Single by Joy

from the album Hospital Playlist (Original Television Soundtrack)
- Language: Korean
- Released: March 20, 2020
- Studio: SM Lvyin Studio
- Length: 3:03
- Label: Studio MaumC; EggIsComing; Stone Music Entertainment;
- Composer: Jung Jae-hyung
- Lyricist: Kim Hee-tam

Joy singles chronology
| "Dream Me" (2018) | "Introduce Me a Good Person" (2020) | "Why Isn't Love Always Easy?" (2021) |

Music video
- "Introduce Me a Good Person" on YouTube

= Introduce Me a Good Person =

2020 single by Joy

"Introduce Me a Good Person" is a remake song recorded by South Korean singer and Red Velvet member Joy for the soundtrack of the 2020 drama series Hospital Playlist. Originally recorded and released by Basis in 1996, the song was re-recorded and was released on March 20, 2020, by Studio MaumC, EggIsComing, and Stone Music Entertainment. Composed by Jung Jae-hyung and written by Kim Hee-tam, the song was noted for its rhythmical and acoustic elements. The song peaked at position six on South Korea's Gaon Digital Chart and peaked at position five on the Billboard K-Pop 100.

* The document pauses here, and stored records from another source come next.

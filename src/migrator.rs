use sea_orm_migration::prelude::*;

pub struct Migrator;

#[async_trait::async_trait]
impl MigratorTrait for Migrator {
    fn migrations() -> Vec<Box<dyn MigrationTrait>> {
        vec![
            Box::new(m20240101_000001_create_facility_tables::Migration),
            Box::new(m20240101_000002_create_maintenance_order_tables::Migration),
        ]
    }
}

// Migration implementations

mod m20240101_000001_create_facility_tables {

    use sea_orm_migration::prelude::*;

    pub struct Migration;

    impl MigrationName for Migration {
        fn name(&self) -> &str {
            "m20240101_000001_create_facility_tables"
        }
    }

    #[async_trait::async_trait]
    impl MigrationTrait for Migration {
        async fn up(&self, manager: &SchemaManager) -> Result<(), DbErr> {
            manager
                .create_table(
                    Table::create()
                        .table(Contracts::Table)
                        .if_not_exists()
                        .col(ColumnDef::new(Contracts::Id).uuid().primary_key().not_null())
                        .col(
                            ColumnDef::new(Contracts::Acronym)
                                .string()
                                .not_null()
                                .unique_key(),
                        )
                        .col(ColumnDef::new(Contracts::Name).string().not_null())
                        .col(
                            ColumnDef::new(Contracts::CreatedAt)
                                .timestamp_with_time_zone()
                                .not_null(),
                        )
                        .to_owned(),
                )
                .await?;

            manager
                .create_table(
                    Table::create()
                        .table(Buildings::Table)
                        .if_not_exists()
                        .col(ColumnDef::new(Buildings::Id).uuid().primary_key().not_null())
                        .col(ColumnDef::new(Buildings::ContractId).uuid().not_null())
                        .col(ColumnDef::new(Buildings::Name).string().not_null())
                        .foreign_key(
                            ForeignKey::create()
                                .name("fk_buildings_contract_id")
                                .from(Buildings::Table, Buildings::ContractId)
                                .to(Contracts::Table, Contracts::Id),
                        )
                        .to_owned(),
                )
                .await?;

            manager
                .create_table(
                    Table::create()
                        .table(Floors::Table)
                        .if_not_exists()
                        .col(ColumnDef::new(Floors::Id).uuid().primary_key().not_null())
                        .col(ColumnDef::new(Floors::BuildingId).uuid().not_null())
                        .col(ColumnDef::new(Floors::Name).string().not_null())
                        .foreign_key(
                            ForeignKey::create()
                                .name("fk_floors_building_id")
                                .from(Floors::Table, Floors::BuildingId)
                                .to(Buildings::Table, Buildings::Id),
                        )
                        .to_owned(),
                )
                .await?;

            manager
                .create_table(
                    Table::create()
                        .table(Locations::Table)
                        .if_not_exists()
                        .col(ColumnDef::new(Locations::Id).uuid().primary_key().not_null())
                        .col(ColumnDef::new(Locations::FloorId).uuid().not_null())
                        .col(ColumnDef::new(Locations::Name).string().not_null())
                        .foreign_key(
                            ForeignKey::create()
                                .name("fk_locations_floor_id")
                                .from(Locations::Table, Locations::FloorId)
                                .to(Floors::Table, Floors::Id),
                        )
                        .to_owned(),
                )
                .await?;

            manager
                .create_table(
                    Table::create()
                        .table(Assets::Table)
                        .if_not_exists()
                        .col(ColumnDef::new(Assets::Id).uuid().primary_key().not_null())
                        .col(ColumnDef::new(Assets::LocationId).uuid().not_null())
                        .col(ColumnDef::new(Assets::Name).string().not_null())
                        .col(ColumnDef::new(Assets::Tag).string().not_null())
                        .col(
                            ColumnDef::new(Assets::CreatedAt)
                                .timestamp_with_time_zone()
                                .not_null(),
                        )
                        .foreign_key(
                            ForeignKey::create()
                                .name("fk_assets_location_id")
                                .from(Assets::Table, Assets::LocationId)
                                .to(Locations::Table, Locations::Id),
                        )
                        .to_owned(),
                )
                .await?;

            // Arbiter for concurrent tag allocation
            manager
                .create_index(
                    Index::create()
                        .if_not_exists()
                        .name("idx_assets_tag_unique")
                        .table(Assets::Table)
                        .col(Assets::Tag)
                        .unique()
                        .to_owned(),
                )
                .await?;

            manager
                .create_index(
                    Index::create()
                        .if_not_exists()
                        .name("idx_assets_location_id")
                        .table(Assets::Table)
                        .col(Assets::LocationId)
                        .to_owned(),
                )
                .await
        }

        async fn down(&self, manager: &SchemaManager) -> Result<(), DbErr> {
            manager
                .drop_table(Table::drop().table(Assets::Table).to_owned())
                .await?;
            manager
                .drop_table(Table::drop().table(Locations::Table).to_owned())
                .await?;
            manager
                .drop_table(Table::drop().table(Floors::Table).to_owned())
                .await?;
            manager
                .drop_table(Table::drop().table(Buildings::Table).to_owned())
                .await?;
            manager
                .drop_table(Table::drop().table(Contracts::Table).to_owned())
                .await
        }
    }

    #[derive(DeriveIden)]
    pub(super) enum Contracts {
        Table,
        Id,
        Acronym,
        Name,
        CreatedAt,
    }

    #[derive(DeriveIden)]
    enum Buildings {
        Table,
        Id,
        ContractId,
        Name,
    }

    #[derive(DeriveIden)]
    enum Floors {
        Table,
        Id,
        BuildingId,
        Name,
    }

    #[derive(DeriveIden)]
    enum Locations {
        Table,
        Id,
        FloorId,
        Name,
    }

    #[derive(DeriveIden)]
    enum Assets {
        Table,
        Id,
        LocationId,
        Name,
        Tag,
        CreatedAt,
    }
}

mod m20240101_000002_create_maintenance_order_tables {

    use super::m20240101_000001_create_facility_tables::Contracts;
    use sea_orm_migration::prelude::*;

    pub struct Migration;

    impl MigrationName for Migration {
        fn name(&self) -> &str {
            "m20240101_000002_create_maintenance_order_tables"
        }
    }

    #[async_trait::async_trait]
    impl MigrationTrait for Migration {
        async fn up(&self, manager: &SchemaManager) -> Result<(), DbErr> {
            manager
                .create_table(
                    Table::create()
                        .table(MaintenanceOrders::Table)
                        .if_not_exists()
                        .col(
                            ColumnDef::new(MaintenanceOrders::Id)
                                .uuid()
                                .primary_key()
                                .not_null(),
                        )
                        .col(ColumnDef::new(MaintenanceOrders::ContractId).uuid().not_null())
                        .col(ColumnDef::new(MaintenanceOrders::Kind).string().not_null())
                        .col(ColumnDef::new(MaintenanceOrders::Code).string().not_null())
                        .col(ColumnDef::new(MaintenanceOrders::AssetId).uuid().null())
                        .col(
                            ColumnDef::new(MaintenanceOrders::CreatedAt)
                                .timestamp_with_time_zone()
                                .not_null(),
                        )
                        .foreign_key(
                            ForeignKey::create()
                                .name("fk_maintenance_orders_contract_id")
                                .from(MaintenanceOrders::Table, MaintenanceOrders::ContractId)
                                .to(Contracts::Table, Contracts::Id),
                        )
                        .to_owned(),
                )
                .await?;

            manager
                .create_index(
                    Index::create()
                        .if_not_exists()
                        .name("idx_maintenance_orders_code_unique")
                        .table(MaintenanceOrders::Table)
                        .col(MaintenanceOrders::Code)
                        .unique()
                        .to_owned(),
                )
                .await?;

            manager
                .create_index(
                    Index::create()
                        .if_not_exists()
                        .name("idx_maintenance_orders_contract_kind")
                        .table(MaintenanceOrders::Table)
                        .col(MaintenanceOrders::ContractId)
                        .col(MaintenanceOrders::Kind)
                        .to_owned(),
                )
                .await?;

            manager
                .create_table(
                    Table::create()
                        .table(OrderCounters::Table)
                        .if_not_exists()
                        .col(
                            ColumnDef::new(OrderCounters::ScopeKey)
                                .string()
                                .primary_key()
                                .not_null(),
                        )
                        .col(ColumnDef::new(OrderCounters::ContractId).uuid().not_null())
                        .col(ColumnDef::new(OrderCounters::Kind).string().not_null())
                        .col(
                            ColumnDef::new(OrderCounters::Value)
                                .big_integer()
                                .not_null()
                                .default(0),
                        )
                        .col(
                            ColumnDef::new(OrderCounters::UpdatedAt)
                                .timestamp_with_time_zone()
                                .not_null(),
                        )
                        .to_owned(),
                )
                .await
        }

        async fn down(&self, manager: &SchemaManager) -> Result<(), DbErr> {
            manager
                .drop_table(Table::drop().table(OrderCounters::Table).to_owned())
                .await?;
            manager
                .drop_table(Table::drop().table(MaintenanceOrders::Table).to_owned())
                .await
        }
    }

    #[derive(DeriveIden)]
    enum MaintenanceOrders {
        Table,
        Id,
        ContractId,
        Kind,
        Code,
        AssetId,
        CreatedAt,
    }

    #[derive(DeriveIden)]
    enum OrderCounters {
        Table,
        ScopeKey,
        ContractId,
        Kind,
        Value,
        UpdatedAt,
    }
}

== Background and composition ==
According to Studio MaumC, Joy will be participating at the soundtrack for the drama series Hospital Playlist, revealing "Introduce Me a Good Person" would be released at noon of March 20, 2020. The song is a remake of the same name released by Basis in 1996. It was noted that the track would be "reborn as a more cheerful song in about 24 years" with Joy's "refreshing voice"."Introduce Me a Good Person" was composed by Jung Jae-hyung, while the lyrics were written by Kim Hee-tam. The arrangement was performed by two-member production team Lundi Blues. It was reported that the remake version "maximized" the rhythm and melody of the original song as it was "loved by the public in the past". The track is noted for its rhythmical and acoustic elements that add to Joy's "clear vocal tone". The song is composed in the key of E-flat major with a tempo of 94 beats per minute. The lyrics is noted for being "lovely" that has been enhanced by Joy's "clear and refreshing voice".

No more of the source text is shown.